Based on her history, it wasn’t surprising Lori scored high on the Edinburgh screening, which triggered a response from the Perinatal Depression Support Services Program at St. Joseph’s Women’s Hospital. It’s standard for a representative to reach out to any woman who ranks high on the screening. Kristina Davis, the primary social worker who facilitates the Perinatal Depression Program, checked in with Lori regularly and quickly established a good rapport. She answered questions, linked Lori with resources for therapists and was someone to talk to for support throughout the rest of her pregnancy and postpartum. This bond became a life-saver when Lori’s postpartum depression escalated several weeks after giving birth. Lori said, ““It felt like a hand reaching out to me when I was in dark place. It was really scary, but knowing I had her really made me feel like I was going to get the help I needed. She made me feel like I was going to get through this.” The Perinatal Depression Support Services Program offers a helpline ((813) 872-3925) and refers women to therapists and psychiatrists who can get them the continued help they need.
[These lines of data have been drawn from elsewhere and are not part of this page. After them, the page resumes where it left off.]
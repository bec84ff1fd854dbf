//! Inbox scanners: direct messages, team chat, and email.
//!
//! All three follow the same aggregation pattern: for every user-scoped
//! store discovered by key prefix, sum the unread signals and emit one
//! aggregate notification per store naming a few of the unread parties.
//! The notification id is synthetic per store, not per item.

use tracing::debug;

use super::ScanContext;
use crate::models::{Category, Notification, Priority};
use crate::sources::{
    read_source, ChatStore, EmailStore, MessageStore, EMAILS_PREFIX, MESSAGES_PREFIX,
    TEAMCHAT_PREFIX,
};
use crate::store::StateStore;

/// How many sender/channel names an aggregate message lists.
const MAX_NAMES: usize = 3;
/// How many email subjects an aggregate message lists.
const MAX_SUBJECTS: usize = 2;

/// Scan every scoped direct-message store.
pub fn scan_messages(store: &dyn StateStore, ctx: &ScanContext<'_>) -> Vec<Notification> {
    let keys = store.keys_with_prefix(MESSAGES_PREFIX);
    debug!("message scan: {} scoped stores", keys.len());

    let mut out = Vec::new();
    for key in keys {
        let scope = scope_of(&key, MESSAGES_PREFIX);
        let data: MessageStore = read_source(store, &key);

        let unread: u32 = data.conversations.iter().map(|c| c.unread).sum();
        let senders: Vec<&str> = data
            .conversations
            .iter()
            .filter(|c| c.unread > 0)
            .map(|c| c.sender.as_str())
            .take(MAX_NAMES)
            .collect();

        if let Some(n) = aggregate(
            format!("dm-{}", scope),
            Category::Message,
            "New direct messages",
            unread,
            &senders,
            "/messages",
            ctx,
        ) {
            out.push(n);
        }
    }
    out
}

/// Scan every scoped team-chat store.
pub fn scan_team_chat(store: &dyn StateStore, ctx: &ScanContext<'_>) -> Vec<Notification> {
    let keys = store.keys_with_prefix(TEAMCHAT_PREFIX);
    debug!("team-chat scan: {} scoped stores", keys.len());

    let mut out = Vec::new();
    for key in keys {
        let scope = scope_of(&key, TEAMCHAT_PREFIX);
        let data: ChatStore = read_source(store, &key);

        let unread: u32 = data.channels.iter().map(|c| c.unread).sum();
        let names: Vec<&str> = data
            .channels
            .iter()
            .filter(|c| c.unread > 0)
            .map(|c| c.name.as_str())
            .take(MAX_NAMES)
            .collect();

        if let Some(n) = aggregate(
            format!("chat-{}", scope),
            Category::Message,
            "New team chat activity",
            unread,
            &names,
            "/team-chat",
            ctx,
        ) {
            out.push(n);
        }
    }
    out
}

/// Scan every scoped email store.
pub fn scan_emails(store: &dyn StateStore, ctx: &ScanContext<'_>) -> Vec<Notification> {
    let keys = store.keys_with_prefix(EMAILS_PREFIX);
    debug!("email scan: {} scoped stores", keys.len());

    let mut out = Vec::new();
    for key in keys {
        let scope = scope_of(&key, EMAILS_PREFIX);
        let data: EmailStore = read_source(store, &key);

        let unread = data.emails.iter().filter(|e| e.unread).count() as u32;
        let subjects: Vec<&str> = data
            .emails
            .iter()
            .filter(|e| e.unread)
            .map(|e| e.subject.as_str())
            .take(MAX_SUBJECTS)
            .collect();

        if let Some(n) = aggregate(
            format!("email-{}", scope),
            Category::Email,
            "Unread email",
            unread,
            &subjects,
            "/email",
            ctx,
        ) {
            out.push(n);
        }
    }
    out
}

fn scope_of<'a>(key: &'a str, prefix: &str) -> &'a str {
    key.strip_prefix(prefix).unwrap_or(key)
}

/// Build the aggregate notification for one scoped store, if it has unread
/// items and its synthetic id is not dismissed.
fn aggregate(
    id: String,
    category: Category,
    title: &str,
    unread: u32,
    names: &[&str],
    link: &str,
    ctx: &ScanContext<'_>,
) -> Option<Notification> {
    if unread == 0 || ctx.dismissed.contains(&id) {
        return None;
    }

    // The store contract carries no per-item instants, so the aggregate is
    // stamped with the scan clock.
    let message = if names.is_empty() {
        format!("{} unread", unread)
    } else {
        format!("{} unread — {}", unread, names.join(", "))
    };

    Some(
        Notification::new(id, category, title, message, ctx.now, Priority::Medium)
            .with_link(link),
    )
}

#[cfg(test)]
mod tests {
    use super::*;
    use crate::feed::idset::CappedIdSet;
    use crate::scan::testutil::monday_morning;
    use crate::store::MemoryStore;

    fn ctx(dismissed: &CappedIdSet) -> ScanContext<'_> {
        ScanContext {
            now: monday_morning(),
            dismissed,
        }
    }

    #[test]
    fn test_message_aggregate_names_first_three_senders() {
        let store = MemoryStore::new();
        store.seed(
            "messages_coordinator",
            r#"{"conversations":[
                {"id":"c1","sender":"Alice","unread":2},
                {"id":"c2","sender":"Bob","unread":0},
                {"id":"c3","sender":"Carol","unread":1},
                {"id":"c4","sender":"Dan","unread":1},
                {"id":"c5","sender":"Erin","unread":3}]}"#,
        );

        let dismissed = CappedIdSet::new();
        let out = scan_messages(&store, &ctx(&dismissed));
        assert_eq!(out.len(), 1);
        assert_eq!(out[0].id, "dm-coordinator");
        assert_eq!(out[0].priority, Priority::Medium);
        assert_eq!(out[0].message, "7 unread — Alice, Carol, Dan");
    }

    #[test]
    fn test_one_aggregate_per_scoped_store() {
        let store = MemoryStore::new();
        store.seed(
            "messages_alice",
            r#"{"conversations":[{"id":"c1","sender":"Bob","unread":1}]}"#,
        );
        store.seed(
            "messages_supervisor",
            r#"{"conversations":[{"id":"c1","sender":"Dana","unread":4}]}"#,
        );

        let dismissed = CappedIdSet::new();
        let out = scan_messages(&store, &ctx(&dismissed));
        let ids: Vec<&str> = out.iter().map(|n| n.id.as_str()).collect();
        assert_eq!(ids, vec!["dm-alice", "dm-supervisor"]);
    }

    #[test]
    fn test_all_read_store_is_quiet() {
        let store = MemoryStore::new();
        store.seed(
            "messages_alice",
            r#"{"conversations":[{"id":"c1","sender":"Bob","unread":0}]}"#,
        );

        let dismissed = CappedIdSet::new();
        assert!(scan_messages(&store, &ctx(&dismissed)).is_empty());
    }

    #[test]
    fn test_dismissed_store_id_is_skipped() {
        let store = MemoryStore::new();
        store.seed(
            "messages_alice",
            r#"{"conversations":[{"id":"c1","sender":"Bob","unread":1}]}"#,
        );

        let mut dismissed = CappedIdSet::new();
        dismissed.insert("dm-alice");
        assert!(scan_messages(&store, &ctx(&dismissed)).is_empty());
    }

    #[test]
    fn test_team_chat_names_channels() {
        let store = MemoryStore::new();
        store.seed(
            "teamchat_day-shift",
            r##"{"channels":[
                {"id":"ch1","name":"#handover","unread":3},
                {"id":"ch2","name":"#rota","unread":0},
                {"id":"ch3","name":"#incidents","unread":1}]}"##,
        );

        let dismissed = CappedIdSet::new();
        let out = scan_team_chat(&store, &ctx(&dismissed));
        assert_eq!(out.len(), 1);
        assert_eq!(out[0].id, "chat-day-shift");
        assert_eq!(out[0].message, "4 unread — #handover, #incidents");
    }

    #[test]
    fn test_email_aggregate_names_two_subjects() {
        let store = MemoryStore::new();
        store.seed(
            "emails_office",
            r#"{"emails":[
                {"id":"e1","subject":"Timesheet reminder","unread":true},
                {"id":"e2","subject":"Rota update","unread":true},
                {"id":"e3","subject":"Newsletter","unread":true},
                {"id":"e4","subject":"Read already","unread":false}]}"#,
        );

        let dismissed = CappedIdSet::new();
        let out = scan_emails(&store, &ctx(&dismissed));
        assert_eq!(out.len(), 1);
        assert_eq!(out[0].id, "email-office");
        assert_eq!(out[0].category, Category::Email);
        assert_eq!(out[0].message, "3 unread — Timesheet reminder, Rota update");
    }

    #[test]
    fn test_malformed_scoped_store_is_quiet() {
        let store = MemoryStore::new();
        store.seed("emails_office", "][");

        let dismissed = CappedIdSet::new();
        assert!(scan_emails(&store, &ctx(&dismissed)).is_empty());
    }
}
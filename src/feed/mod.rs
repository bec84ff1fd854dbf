//! Feed derivation: merge policy, ordering, and read/dismiss state.

pub mod aggregator;
pub mod idset;

pub use aggregator::FeedAggregator;
pub use idset::RETAINED_IDS;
St. Joseph’s Women’s Hospital offers free support groups for women in the community who are pregnant or have delivered within the last year:• Perinatal Depression Support Group- focuses on women who are experiencing postpartum depression or other perinatal mood disorders associated with pregnancy and/or birth. • Coping with Motherhood Support Group- provides support to mothers who are adjusting to motherhood, challenged by everyday life stressors, experiencing emotional changes and/or having difficulty breastfeeding.
With good support, postpartum depression often dissipates within several months to a year depending on the woman. It’s been four months since the birth of Lori’s son and she’s doing a lot better. She’s seeing a psychiatrist, taking medication, attends a mother’s support group at St. Joseph’s Women’s Hospital and stays in contact with Kristina. Lori says it’s important not to stay isolated and keep postpartum depression a secret. She hopes her story will encourage other mother’s experiencing postpartum depression to reach out and take advantage of available resources.